Palliative Care Flashcards
Palliative care is
Managing suffering and uncertainy in terminal cases + supports family and patient, affirms life and death as natural processes, provides relief from symptoms and neither hastens or postpones death
Symptom thresholds
The thresholds for reporting symptoms changes over time and depends on how the symptoms are interpreted by the person – this differs depending on the personal and medical context
Can change over a day depending on stressors
Factors which change symptom thresholds
Increase/reduce perceived symptoms –> adequate treatment, explanation and exploration of the symptom and cause, strategies to treat and manage symptom
Decrease/increase perceived symptoms –> inadequate treatment, ignorance, denial, secrecy, psychological/spiritual distress
History of a palliative patient
As normal but take extra time to ask about other symptoms and psychosocial factors – always ask about pain, nausea and dyspnoea.

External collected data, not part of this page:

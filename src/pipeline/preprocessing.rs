use image::RgbImage;
use serde::Deserialize;

use crate::common::{FramePixels, Rotation, Yuv420Image};
use crate::error::AppError;
use crate::runtime::InputTensor;

pub const TORCHVISION_NORM_MEAN_RGB: [f32; 3] = [0.485, 0.456, 0.406];
pub const TORCHVISION_NORM_STD_RGB: [f32; 3] = [0.229, 0.224, 0.225];

/// Shape and normalization of the model input.
#[derive(Debug, Clone, Copy, PartialEq, Deserialize)]
#[serde(default)]
pub struct TensorSpec {
    pub width: u32,
    pub height: u32,
    pub mean: [f32; 3],
    pub std: [f32; 3],
}

impl Default for TensorSpec {
    fn default() -> Self {
        Self {
            width: 224,
            height: 224,
            mean: TORCHVISION_NORM_MEAN_RGB,
            std: TORCHVISION_NORM_STD_RGB,
        }
    }
}

impl TensorSpec {
    pub fn plane_len(&self) -> usize {
        self.width as usize * self.height as usize
    }

    pub fn tensor_len(&self) -> usize {
        3 * self.plane_len()
    }
}

/// Anything that can be sampled as RGB pixels.
pub trait PixelSource {
    fn width(&self) -> u32;
    fn height(&self) -> u32;
    fn rgb_at(&self, x: u32, y: u32) -> [u8; 3];
}

impl PixelSource for RgbImage {
    fn width(&self) -> u32 {
        self.dimensions().0
    }

    fn height(&self) -> u32 {
        self.dimensions().1
    }

    fn rgb_at(&self, x: u32, y: u32) -> [u8; 3] {
        self.get_pixel(x, y).0
    }
}

impl PixelSource for Yuv420Image {
    fn width(&self) -> u32 {
        Yuv420Image::width(self)
    }

    fn height(&self) -> u32 {
        Yuv420Image::height(self)
    }

    fn rgb_at(&self, x: u32, y: u32) -> [u8; 3] {
        Yuv420Image::rgb_at(self, x, y)
    }
}

/// Reusable input tensor, allocated once per analyzer.
pub struct TensorBuffer {
    spec: TensorSpec,
    tensor: InputTensor,
}

impl TensorBuffer {
    pub fn new(spec: TensorSpec) -> Self {
        Self {
            spec,
            tensor: InputTensor::image(3, spec.height as usize, spec.width as usize),
        }
    }

    pub fn spec(&self) -> &TensorSpec {
        &self.spec
    }

    /// Converts the frame pixels into the buffer and returns the filled tensor.
    pub fn fill(&mut self, pixels: &FramePixels, rotation: Rotation) -> Result<&InputTensor, AppError> {
        match pixels {
            FramePixels::Rgb(image) => {
                center_crop_to_tensor(image, rotation, &self.spec, self.tensor.data_mut())?
            }
            FramePixels::Yuv420(image) => {
                center_crop_to_tensor(image, rotation, &self.spec, self.tensor.data_mut())?
            }
        }
        Ok(&self.tensor)
    }
}

/// Center-crops `source` to the tensor aspect ratio, rotates it clockwise,
/// scales it to the tensor size and writes normalized values into `out` in
/// `(channel, row, column)` order.
pub fn center_crop_to_tensor<P: PixelSource + ?Sized>(
    source: &P,
    rotation: Rotation,
    spec: &TensorSpec,
    out: &mut [f32],
) -> Result<(), AppError> {
    let (src_w, src_h) = (source.width(), source.height());
    if src_w == 0 || src_h == 0 {
        return Err(AppError::Preprocessing("frame has no pixels".to_string()));
    }
    if spec.width == 0 || spec.height == 0 {
        return Err(AppError::Preprocessing(
            "tensor dimensions must be positive".to_string(),
        ));
    }
    if out.len() != spec.tensor_len() {
        return Err(AppError::Preprocessing(format!(
            "tensor buffer holds {} values, expected {}",
            out.len(),
            spec.tensor_len()
        )));
    }

    let (tw, th) = (spec.width, spec.height);
    let (rot_w, rot_h) = if rotation.swaps_axes() {
        (src_h, src_w)
    } else {
        (src_w, src_h)
    };

    // Largest centered crop with the tensor's aspect ratio, in upright space.
    let (mut crop_w, mut crop_h) = (rot_w as f32, rot_h as f32);
    if tw as u64 * rot_h as u64 <= th as u64 * rot_w as u64 {
        crop_w = (tw as f32 * rot_h as f32 / th as f32).floor();
    } else {
        crop_h = (th as f32 * rot_w as f32 / tw as f32).floor();
    }
    let (crop_w_src, crop_h_src) = if rotation.swaps_axes() {
        (crop_h, crop_w)
    } else {
        (crop_w, crop_h)
    };
    let offset_x = ((src_w as f32 - crop_w_src) / 2.0).floor() as u32;
    let offset_y = ((src_h as f32 - crop_h_src) / 2.0).floor() as u32;
    let scale = crop_w / tw as f32;

    let plane = spec.plane_len();
    for y in 0..th {
        for x in 0..tw {
            let (bx, by) = match rotation {
                Rotation::None => (x, y),
                Rotation::Cw90 => (y, tw - 1 - x),
                Rotation::Cw180 => (tw - 1 - x, th - 1 - y),
                Rotation::Cw270 => (th - 1 - y, x),
            };
            let sx = (offset_x + (bx as f32 * scale) as u32).min(src_w - 1);
            let sy = (offset_y + (by as f32 * scale) as u32).min(src_h - 1);
            let rgb = source.rgb_at(sx, sy);

            let idx = y as usize * tw as usize + x as usize;
            for (c, value) in rgb.iter().enumerate() {
                out[c * plane + idx] = (*value as f32 / 255.0 - spec.mean[c]) / spec.std[c];
            }
        }
    }
    Ok(())
}

#[cfg(test)]
mod tests {
    use super::*;
    use image::Rgb;

    fn identity_spec(width: u32, height: u32) -> TensorSpec {
        TensorSpec {
            width,
            height,
            mean: [0.0; 3],
            std: [1.0; 3],
        }
    }

    fn red_channel(out: &[f32], spec: &TensorSpec) -> Vec<u8> {
        out[..spec.plane_len()]
            .iter()
            .map(|v| (v * 255.0).round() as u8)
            .collect()
    }

    /// 2x2 image whose red channel numbers the pixels 1..=4 row by row.
    fn numbered_2x2() -> RgbImage {
        RgbImage::from_fn(2, 2, |x, y| Rgb([(1 + x + 2 * y) as u8, 0, 0]))
    }

    #[test]
    fn normalizes_with_torchvision_constants() {
        let image = RgbImage::from_pixel(8, 8, Rgb([255, 0, 128]));
        let spec = TensorSpec {
            width: 4,
            height: 4,
            ..TensorSpec::default()
        };
        let mut out = vec![0.0; spec.tensor_len()];
        center_crop_to_tensor(&image, Rotation::None, &spec, &mut out).unwrap();

        let r = (1.0 - 0.485) / 0.229;
        let g = (0.0 - 0.456) / 0.224;
        let b = (128.0 / 255.0 - 0.406) / 0.225;
        assert!((out[0] - r).abs() < 1e-5);
        assert!((out[16] - g).abs() < 1e-5);
        assert!((out[32] - b).abs() < 1e-5);
    }

    #[test]
    fn crops_the_center_of_wide_frames() {
        // 6x2 frame: only columns 2 and 3 survive a square crop.
        let image = RgbImage::from_fn(6, 2, |x, _| Rgb([x as u8 * 10, 0, 0]));
        let spec = identity_spec(2, 2);
        let mut out = vec![0.0; spec.tensor_len()];
        center_crop_to_tensor(&image, Rotation::None, &spec, &mut out).unwrap();
        assert_eq!(red_channel(&out, &spec), vec![20, 30, 20, 30]);
    }

    #[test]
    fn rotates_clockwise() {
        let spec = identity_spec(2, 2);
        let mut out = vec![0.0; spec.tensor_len()];

        center_crop_to_tensor(&numbered_2x2(), Rotation::None, &spec, &mut out).unwrap();
        assert_eq!(red_channel(&out, &spec), vec![1, 2, 3, 4]);

        // [1 2; 3 4] turned a quarter clockwise is [3 1; 4 2].
        center_crop_to_tensor(&numbered_2x2(), Rotation::Cw90, &spec, &mut out).unwrap();
        assert_eq!(red_channel(&out, &spec), vec![3, 1, 4, 2]);

        center_crop_to_tensor(&numbered_2x2(), Rotation::Cw180, &spec, &mut out).unwrap();
        assert_eq!(red_channel(&out, &spec), vec![4, 3, 2, 1]);

        center_crop_to_tensor(&numbered_2x2(), Rotation::Cw270, &spec, &mut out).unwrap();
        assert_eq!(red_channel(&out, &spec), vec![2, 4, 1, 3]);
    }

    #[test]
    fn scales_down_by_sampling() {
        let image = RgbImage::from_fn(4, 4, |x, y| Rgb([(x + 4 * y) as u8, 0, 0]));
        let spec = identity_spec(2, 2);
        let mut out = vec![0.0; spec.tensor_len()];
        center_crop_to_tensor(&image, Rotation::None, &spec, &mut out).unwrap();
        assert_eq!(red_channel(&out, &spec), vec![0, 2, 8, 10]);
    }

    #[test]
    fn rejects_bad_buffers() {
        let spec = identity_spec(2, 2);
        let mut short = vec![0.0; 5];
        assert!(center_crop_to_tensor(&numbered_2x2(), Rotation::None, &spec, &mut short).is_err());

        let empty = RgbImage::new(0, 0);
        let mut out = vec![0.0; spec.tensor_len()];
        assert!(center_crop_to_tensor(&empty, Rotation::None, &spec, &mut out).is_err());
    }

    #[test]
    fn tensor_buffer_converts_yuv_frames() {
        let spec = identity_spec(2, 2);
        let mut bytes = vec![126u8; 16];
        bytes.extend([128u8; 8]);
        let yuv = Yuv420Image::from_i420(4, 4, &bytes).unwrap();

        let mut buffer = TensorBuffer::new(spec);
        let tensor = buffer
            .fill(&FramePixels::Yuv420(yuv), Rotation::None)
            .unwrap();
        assert_eq!(tensor.shape(), &[1, 3, 2, 2]);
        assert!(tensor.data().iter().all(|v| (v - 128.0 / 255.0).abs() < 1e-6));
    }
}
use std::path::{Path, PathBuf};

use chrono::{DateTime, Utc};
use indexmap::IndexMap;
use serde::Serialize;
use tokio::sync::mpsc::Receiver;
use tracing::{debug, info};
use uuid::Uuid;

use crate::app::readout::{MetricsDisplay, Readout};
use crate::coordinator::{AnalysisReport, SessionEvent};
use crate::error::AppError;
use crate::pipeline::domain::{Labels, OverlayPalette};

#[derive(Debug, Clone, Serialize)]
pub struct FrameSummary {
    pub sequence: u64,
    pub frame_id: Uuid,
    pub captured_at: DateTime<Utc>,
    pub forward_ms: u64,
    pub analysis_ms: u64,
    pub fps: Option<String>,
    pub moving_avg: Option<String>,
    #[serde(skip_serializing_if = "Vec::is_empty")]
    pub predictions: Vec<crate::pipeline::Prediction>,
    /// Share of overlay pixels per highlighted class.
    #[serde(skip_serializing_if = "IndexMap::is_empty")]
    pub coverage: IndexMap<String, f32>,
    #[serde(skip_serializing_if = "Option::is_none")]
    pub overlay_path: Option<PathBuf>,
}

#[derive(Debug, Clone, Default, Serialize)]
pub struct SessionSummary {
    pub frames_analyzed: usize,
    pub average_forward_ms: Option<f32>,
    pub frames: Vec<FrameSummary>,
}

impl SessionSummary {
    pub fn write_json(&self, path: &Path) -> Result<(), AppError> {
        let file = std::fs::File::create(path)?;
        serde_json::to_writer_pretty(file, self)?;
        Ok(())
    }
}

/// Owns the display state for one session.
pub struct Presenter {
    display: MetricsDisplay,
    output_dir: Option<PathBuf>,
    class_names: Labels,
    highlighted: Vec<usize>,
    summary: SessionSummary,
}

impl Presenter {
    pub fn new(moving_avg_period: usize, output_dir: Option<PathBuf>) -> Self {
        Self {
            display: MetricsDisplay::new(moving_avg_period),
            output_dir,
            class_names: Labels::pascal_voc(),
            highlighted: OverlayPalette::default().classes().collect(),
            summary: SessionSummary::default(),
        }
    }

    /// Consumes events until the stream closes; a failure ends the session with an error.
    pub async fn run(mut self, mut events: Receiver<SessionEvent>) -> Result<SessionSummary, AppError> {
        if let Some(dir) = &self.output_dir {
            tokio::fs::create_dir_all(dir).await?;
        }
        while let Some(event) = events.recv().await {
            self.handle(event).await?;
        }
        Ok(self.finish())
    }

    pub async fn handle(&mut self, event: SessionEvent) -> Result<Readout, AppError> {
        match event {
            SessionEvent::Analyzed(report) => self.present(report).await,
            SessionEvent::Failed(message) => Err(AppError::Pipeline(message)),
        }
    }

    pub fn finish(mut self) -> SessionSummary {
        self.summary.frames_analyzed = self.summary.frames.len();
        self.summary.average_forward_ms = self.display.average_ms();
        self.summary
    }

    async fn present(&mut self, report: AnalysisReport) -> Result<Readout, AppError> {
        let readout = self.display.apply(&report.analysis);
        info!(
            "frame {}: {} {} {}",
            report.sequence,
            readout.ms_text,
            readout.fps_text.as_deref().unwrap_or("-"),
            readout.avg_text.as_deref().unwrap_or("")
        );

        let mut coverage = IndexMap::new();
        let mut overlay_path = None;
        if let Some(mask) = report.analysis.mask() {
            for &class in &self.highlighted {
                let share = mask.coverage(class);
                if share > 0.0 {
                    coverage.insert(self.class_names.name(class), share);
                }
            }
            if let Some(dir) = &self.output_dir {
                let path = dir.join(format!("frame-{:05}.png", report.sequence));
                let overlay = mask.to_rgba_image();
                let target = path.clone();
                // PNG encoding and file writes stay off the async workers.
                tokio::task::spawn_blocking(move || overlay.save(&target))
                    .await
                    .map_err(|e| AppError::Pipeline(format!("overlay writer failed: {e}")))??;
                debug!("Wrote overlay {}", path.display());
                overlay_path = Some(path);
            }
        }

        let predictions = report.analysis.predictions().to_vec();
        for prediction in &predictions {
            info!("  {} {:.4}", prediction.label, prediction.score);
        }

        self.summary.frames.push(FrameSummary {
            sequence: report.sequence,
            frame_id: report.frame_id,
            captured_at: report.captured_at,
            forward_ms: readout.forward_ms,
            analysis_ms: report.analysis.analysis_duration().as_millis() as u64,
            fps: readout.fps_text.clone(),
            moving_avg: readout.avg_text.clone(),
            predictions,
            coverage,
            overlay_path,
        });
        Ok(readout)
    }
}

#[cfg(test)]
mod tests {
    use super::*;
    use crate::common::{Frame, FramePixels, Rotation};
    use crate::pipeline::domain::overlay::{argmax_overlay, ScoreGrid, PERSON};
    use crate::pipeline::{Analysis, AnalysisOutput, FrameMetrics, Prediction};
    use image::{Rgb, RgbImage};
    use std::sync::Arc;
    use std::time::Duration;
    use tokio::sync::mpsc;

    fn report(sequence: u64, output: AnalysisOutput) -> AnalysisReport {
        let frame = Arc::new(Frame::new(
            sequence,
            FramePixels::Rgb(RgbImage::from_pixel(2, 2, Rgb([0, 0, 0]))),
            Rotation::None,
        ));
        AnalysisReport {
            frame_id: frame.frame_id(),
            sequence,
            captured_at: frame.captured_at(),
            frame,
            analysis: Analysis::new(output, Duration::from_millis(20), Duration::from_millis(50)),
            metrics: FrameMetrics::new(),
        }
    }

    fn person_left_half() -> AnalysisOutput {
        // 21 classes over a 2x2 plane; person wins the left column.
        let mut scores = vec![0.0; 21 * 4];
        scores[PERSON * 4] = 1.0;
        scores[PERSON * 4 + 2] = 1.0;
        let grid = ScoreGrid::new(&scores, 21, 2, 2).unwrap();
        AnalysisOutput::Segmentation(argmax_overlay(&grid, &OverlayPalette::default()))
    }

    #[tokio::test]
    async fn writes_numbered_overlays() {
        let dir = tempfile::tempdir().unwrap();
        let mut presenter = Presenter::new(10, Some(dir.path().to_path_buf()));
        let readout = presenter
            .handle(SessionEvent::Analyzed(report(7, person_left_half())))
            .await
            .unwrap();
        assert_eq!(readout.ms_text, "20ms");
        assert_eq!(readout.fps_text.as_deref(), Some("20.0FPS"));

        let written = image::open(dir.path().join("frame-00007.png")).unwrap().to_rgba8();
        assert_eq!(written.get_pixel(0, 0).0, [255, 0, 0, 255]);
        assert_eq!(written.get_pixel(1, 0).0[3], 0);

        let summary = presenter.finish();
        assert_eq!(summary.frames_analyzed, 1);
        assert_eq!(summary.frames[0].coverage.get("person"), Some(&0.5));
    }

    #[tokio::test]
    async fn failure_event_is_an_error() {
        let mut presenter = Presenter::new(10, None);
        let err = presenter
            .handle(SessionEvent::Failed("module exploded".to_string()))
            .await
            .unwrap_err();
        assert!(err.to_string().contains("module exploded"));
    }

    #[tokio::test]
    async fn run_collects_a_summary() {
        let (tx, rx) = mpsc::channel(4);
        let predictions = vec![Prediction {
            class_index: 1,
            label: "dog".to_string(),
            score: 0.9,
        }];
        tx.send(SessionEvent::Analyzed(report(0, AnalysisOutput::Classification(predictions))))
            .await
            .unwrap();
        tx.send(SessionEvent::Analyzed(report(1, AnalysisOutput::Classification(vec![]))))
            .await
            .unwrap();
        drop(tx);

        let summary = Presenter::new(2, None).run(rx).await.unwrap();
        assert_eq!(summary.frames_analyzed, 2);
        assert_eq!(summary.average_forward_ms, Some(20.0));
        assert_eq!(summary.frames[0].predictions[0].label, "dog");
        assert_eq!(summary.frames[1].moving_avg.as_deref(), Some("avg:20ms"));

        let dir = tempfile::tempdir().unwrap();
        let path = dir.path().join("report.json");
        summary.write_json(&path).unwrap();
        let json: serde_json::Value =
            serde_json::from_str(&std::fs::read_to_string(&path).unwrap()).unwrap();
        assert_eq!(json["frames_analyzed"], 2);
    }

    #[tokio::test]
    async fn unwritable_output_dir_is_an_error() {
        let dir = tempfile::tempdir().unwrap();
        let missing = dir.path().join("not-created");
        let mut presenter = Presenter::new(10, Some(missing));
        let result = presenter
            .handle(SessionEvent::Analyzed(report(1, person_left_half())))
            .await;
        assert!(result.is_err());
    }

    #[tokio::test]
    async fn run_stops_at_the_first_failure() {
        let (tx, rx) = mpsc::channel(4);
        tx.send(SessionEvent::Failed("boom".to_string())).await.unwrap();
        drop(tx);
        assert!(Presenter::new(10, None).run(rx).await.is_err());
    }
}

Family issues or spiritual issues
Management of a palliative patient
general – give information and explain condition, reassurance and empower. Treat any reversible causes. Focus on symptom relief as main priority –> always appropriate
Non-pharmacological symptomatic therapies
Physiotherapy – Breathing control, lymphoedema management techniques, pain management
Acupuncture, psychological strategies, massage and relaxation, complementary therapies
Pharmacological symptomatic therapies
Risk/benefit of any drug prescribed, consider interactions, be proactive in prescribing, rationally choose the best drug and route for the patient
Postural Hypotension
Can be caused by L-DOPA, TCAs, MAOis, anti-hypertensives in general.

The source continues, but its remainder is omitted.